* **What you have to do**:
From the first line of the records down to the one that holds "const MAX_PANIC_PAYLOAD_CHARS: usize = 160;", transcribe each line exactly and add nothing.

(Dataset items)
• • • • • • •

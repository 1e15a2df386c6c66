//! Process-wide logging bootstrap.
//!
//! # Responsibility
//! - Initialize file-based rolling logs exactly once per process.
//! - Capture panics as sanitized log events.
//!
//! # Invariants
//! - Re-initialization with the same level and directory is a no-op.
//! - Re-initialization with a different level or directory is rejected.
//! - Initialization never panics.

use flexi_logger::{Cleanup, Criterion, FileSpec, Logger, LoggerHandle, Naming, WriteMode};
use log::{error, info};
use once_cell::sync::OnceCell;
use std::path::{Path, PathBuf};
use thiserror::Error;

const LOG_FILE_BASENAME: &str = "kanban";
const MAX_LOG_FILE_SIZE_BYTES: u64 = 10 * 1024 * 1024;
const MAX_LOG_FILES: usize = 5;
const MAX_PANIC_PAYLOAD_CHARS: usize = 160;

static LOGGING_STATE: OnceCell<LoggingState> = OnceCell::new();
static PANIC_HOOK_INSTALLED: OnceCell<()> = OnceCell::new();

struct LoggingState {
    level: &'static str,
    log_dir: PathBuf,
    _logger: LoggerHandle,
}

#[derive(Debug, Error)]
pub enum LoggingError {
    #[error("unsupported log level `{0}`; expected trace|debug|info|warn|error")]
    UnsupportedLevel(String),
    #[error("log_dir cannot be empty")]
    EmptyDir,
    #[error("log_dir must be an absolute path, got `{0}`")]
    RelativeDir(String),
    #[error("failed to create log directory `{}`: {source}", .path.display())]
    CreateDir {
        path: PathBuf,
        source: std::io::Error,
    },
    #[error("failed to start logger: {0}")]
    Backend(String),
    #[error("logging already initialized with level `{active}`; refusing to switch to `{requested}`")]
    LevelConflict {
        active: &'static str,
        requested: &'static str,
    },
    #[error("logging already initialized at `{}`; refusing to switch to `{}`", .active.display(), .requested.display())]
    DirConflict { active: PathBuf, requested: PathBuf },
}

/// Initializes logging with `level` into the absolute directory `log_dir`.
///
/// # Errors
/// - Unsupported level, empty or relative directory.
/// - Directory creation or logger backend failure.
/// - A conflicting earlier initialization.
pub fn init_logging(level: &str, log_dir: &str) -> Result<(), LoggingError> {
    let level = normalize_level(level)?;
    let log_dir = normalize_log_dir(log_dir)?;

    if let Some(state) = LOGGING_STATE.get() {
        return state.ensure_matches(level, &log_dir);
    }

    let state = LOGGING_STATE.get_or_try_init(|| start_logger(level, &log_dir))?;
    // A concurrent caller may have won the race with another config.
    state.ensure_matches(level, &log_dir)
}

/// Returns `(level, log_dir)` once logging is active.
pub fn logging_status() -> Option<(&'static str, PathBuf)> {
    LOGGING_STATE
        .get()
        .map(|state| (state.level, state.log_dir.clone()))
}

/// `debug` in debug builds, `info` in release builds.
pub fn default_log_level() -> &'static str {
    if cfg!(debug_assertions) {
        "debug"
    } else {
        "info"
    }
}

impl LoggingState {
    fn ensure_matches(&self, level: &'static str, log_dir: &Path) -> Result<(), LoggingError> {
        if self.log_dir != log_dir {
            return Err(LoggingError::DirConflict {
                active: self.log_dir.clone(),
                requested: log_dir.to_path_buf(),
            });
        }
        if self.level != level {
            return Err(LoggingError::LevelConflict {
                active: self.level,
                requested: level,
            });
        }
        Ok(())
    }
}

fn start_logger(level: &'static str, log_dir: &Path) -> Result<LoggingState, LoggingError> {
    std::fs::create_dir_all(log_dir).map_err(|source| LoggingError::CreateDir {
        path: log_dir.to_path_buf(),
        source,
    })?;

    let logger = Logger::try_with_str(level)
        .map_err(|err| LoggingError::Backend(err.to_string()))?
        .log_to_file(
            FileSpec::default()
                .directory(log_dir)
                .basename(LOG_FILE_BASENAME),
        )
        .rotate(
            Criterion::Size(MAX_LOG_FILE_SIZE_BYTES),
            Naming::Numbers,
            Cleanup::KeepLogFiles(MAX_LOG_FILES),
        )
        .write_mode(WriteMode::BufferAndFlush)
        .append()
        .format_for_files(flexi_logger::detailed_format)
        .start()
        .map_err(|err| LoggingError::Backend(err.to_string()))?;

    install_panic_hook_once();

    info!(
        "event=app_start module=core status=ok platform={} build_mode={} version={}",
        std::env::consts::OS,
        build_mode(),
        env!("CARGO_PKG_VERSION")
    );
    info!(
        "event=logging_init module=core status=ok level={} log_dir={}",
        level,
        log_dir.display()
    );

    Ok(LoggingState {
        level,
        log_dir: log_dir.to_path_buf(),
        _logger: logger,
    })
}

fn normalize_level(level: &str) -> Result<&'static str, LoggingError> {
    match level.trim().to_ascii_lowercase().as_str() {
        "trace" => Ok("trace"),
        "debug" => Ok("debug"),
        "info" => Ok("info"),
        "warn" | "warning" => Ok("warn"),
        "error" => Ok("error"),
        other => Err(LoggingError::UnsupportedLevel(other.to_string())),
    }
}

fn normalize_log_dir(log_dir: &str) -> Result<PathBuf, LoggingError> {
    let trimmed = log_dir.trim();
    if trimmed.is_empty() {
        return Err(LoggingError::EmptyDir);
    }
    let path = Path::new(trimmed);
    if !path.is_absolute() {
        return Err(LoggingError::RelativeDir(trimmed.to_string()));
    }
    Ok(path.to_path_buf())
}

fn build_mode() -> &'static str {
    if cfg!(debug_assertions) {
        "debug"
    } else {
        "release"
    }
}

fn install_panic_hook_once() {
    if PANIC_HOOK_INSTALLED.set(()).is_err() {
        return;
    }

    let previous_hook = std::panic::take_hook();
    std::panic::set_hook(Box::new(move |panic_info| {
        // Payload may carry task titles; cap and flatten before logging.
        let location = panic_info
            .location()
            .map(|loc| format!("{}:{}", loc.file(), loc.line()))
            .unwrap_or_else(|| "unknown".to_string());
        let payload = panic_payload_summary(panic_info);
        error!("event=panic_captured module=core status=error location={location} payload={payload}");
        previous_hook(panic_info);
    }));
}

fn panic_payload_summary(info: &std::panic::PanicHookInfo<'_>) -> String {
    let payload = if let Some(message) = info.payload().downcast_ref::<&str>() {
        (*message).to_string()
    } else if let Some(message) = info.payload().downcast_ref::<String>() {
        message.clone()
    } else {
        "non-string panic payload".to_string()
    };

    sanitize_message(&payload, MAX_PANIC_PAYLOAD_CHARS)
}

fn sanitize_message(value: &str, max_chars: usize) -> String {
    let normalized = value.replace(['\n', '\r'], " ");
    let mut truncated = normalized.chars().take(max_chars).collect::<String>();
    if normalized.chars().count() > max_chars {
        truncated.push_str("...");
    }
    truncated
}

#[cfg(test)]
mod tests {
    use super::{
        init_logging, logging_status, normalize_level, normalize_log_dir, sanitize_message,
        LoggingError,
    };

    #[test]
    fn normalize_level_accepts_known_values() {
        assert_eq!(normalize_level("INFO").unwrap(), "info");
        assert_eq!(normalize_level(" warning ").unwrap(), "warn");
        assert!(matches!(
            normalize_level("verbose"),
            Err(LoggingError::UnsupportedLevel(_))
        ));
    }

    #[test]
    fn normalize_log_dir_rejects_relative_and_blank_paths() {
        assert!(matches!(
            normalize_log_dir("logs/dev"),
            Err(LoggingError::RelativeDir(_))
        ));
        assert!(matches!(normalize_log_dir("   "), Err(LoggingError::EmptyDir)));
    }

    #[test]
    fn sanitize_message_removes_newlines_and_truncates() {
        let sanitized = sanitize_message("line1\nline2\rline3", 8);
        assert!(!sanitized.contains('\n'));
        assert!(!sanitized.contains('\r'));
        assert!(sanitized.ends_with("..."));
    }

    #[test]
    fn init_logging_is_idempotent_for_same_config_and_rejects_conflicts() {
        let first = tempfile::tempdir().expect("temp dir");
        let second = tempfile::tempdir().expect("temp dir");
        let first_dir = first.path().to_str().expect("utf-8 path").to_string();
        let second_dir = second.path().to_str().expect("utf-8 path").to_string();

        init_logging("info", &first_dir).expect("first init should succeed");
        init_logging("info", &first_dir).expect("same config should be idempotent");

        let level_error = init_logging("debug", &first_dir).expect_err("level conflict");
        assert!(matches!(level_error, LoggingError::LevelConflict { .. }));

        let dir_error = init_logging("info", &second_dir).expect_err("directory conflict");
        assert!(matches!(dir_error, LoggingError::DirConflict { .. }));
        assert!(dir_error.to_string().contains("refusing to switch"));

        let (active_level, active_dir) = logging_status().expect("logging should be active");
        assert_eq!(active_level, "info");
        assert_eq!(active_dir, first.path());
    }
}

• • • • • • •

* **Task result**:
repository 1e15a2df386c6c66
//! Process-wide logging bootstrap.
//!
//! # Responsibility
//! - Initialize file-based rolling logs exactly once per process.
//! - Capture panics as sanitized log events.
//!
//! # Invariants
//! - Re-initialization with the same level and directory is a no-op.
//! - Re-initialization with a different level or directory is rejected.
//! - Initialization never panics.

use flexi_logger::{Cleanup, Criterion, FileSpec, Logger, LoggerHandle, Naming, WriteMode};
use log::{error, info};
use once_cell::sync::OnceCell;
use std::path::{Path, PathBuf};
use thiserror::Error;

const LOG_FILE_BASENAME: &str = "kanban";
const MAX_LOG_FILE_SIZE_BYTES: u64 = 10 * 1024 * 1024;
const MAX_LOG_FILES: usize = 5;
const MAX_PANIC_PAYLOAD_CHARS: usize = 160;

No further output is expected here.